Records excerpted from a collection
┄┄┄┄┄┄┄┄┄┄┄┄┄┄┄┄┄┄┄┄
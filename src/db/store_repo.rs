// src/db/store_repo.rs

use sqlx::PgPool;
use uuid::Uuid;
use crate::{
    common::{db_utils::is_foreign_key_violation, error::AppError},
    models::store::Store,
};

#[derive(Clone)]
pub struct StoreRepository {
    pool: PgPool,
}

impl StoreRepository {
    pub fn new(pool: PgPool) -> Self {
        Self { pool }
    }

    pub async fn create(&self, user_id: Uuid, name: &str) -> Result<Store, AppError> {
        let store = sqlx::query_as::<_, Store>(
            "INSERT INTO stores (user_id, name) VALUES ($1, $2) RETURNING *",
        )
        .bind(user_id)
        .bind(name)
        .fetch_one(&self.pool)
        .await?;
        Ok(store)
    }

    pub async fn list_by_user(&self, user_id: Uuid) -> Result<Vec<Store>, AppError> {
        let stores = sqlx::query_as::<_, Store>(
            "SELECT * FROM stores WHERE user_id = $1 ORDER BY created_at ASC",
        )
        .bind(user_id)
        .fetch_all(&self.pool)
        .await?;
        Ok(stores)
    }

    pub async fn find_by_id(&self, id: Uuid) -> Result<Option<Store>, AppError> {
        let store = sqlx::query_as::<_, Store>("SELECT * FROM stores WHERE id = $1")
            .bind(id)
            .fetch_optional(&self.pool)
            .await?;
        Ok(store)
    }

    pub async fn update_name(&self, id: Uuid, name: &str) -> Result<Option<Store>, AppError> {
        let store = sqlx::query_as::<_, Store>(
            r#"
            UPDATE stores SET name = $2, updated_at = NOW()
            WHERE id = $1
            RETURNING *
            "#,
        )
        .bind(id)
        .bind(name)
        .fetch_optional(&self.pool)
        .await?;
        Ok(store)
    }

    /// Falha com `StoreNotEmpty` enquanto houver qualquer entidade ligada à loja.
    pub async fn delete(&self, id: Uuid) -> Result<bool, AppError> {
        let result = sqlx::query("DELETE FROM stores WHERE id = $1")
            .bind(id)
            .execute(&self.pool)
            .await
            .map_err(|e| {
                if is_foreign_key_violation(&e) {
                    return AppError::StoreNotEmpty;
                }
                AppError::DatabaseError(e)
            })?;
        Ok(result.rows_affected() > 0)
    }
}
┄┄┄┄┄┄┄┄┄┄┄┄┄┄┄┄┄┄┄┄
**INSTRUCTIONS FOR THE TASK:** Copy, without any change, the lines from the one that contains "ligada à loja." to the final line of the entries above.

**WRITTEN SOLUTION:**
    /// Falha com `StoreNotEmpty` enquanto houver qualquer entidade ligada à loja.
    pub async fn delete(&self, id: Uuid) -> Result<bool, AppError> {
        let result = sqlx::query("DELETE FROM stores WHERE id = $1")
            .bind(id)
            .execute(&self.pool)
            .await
            .map_err(|e| {
                if is_foreign_key_violation(&e) {
                    return AppError::StoreNotEmpty;
                }
                AppError::DatabaseError(e)
            })?;
        Ok(result.rows_affected() > 0)
    }
}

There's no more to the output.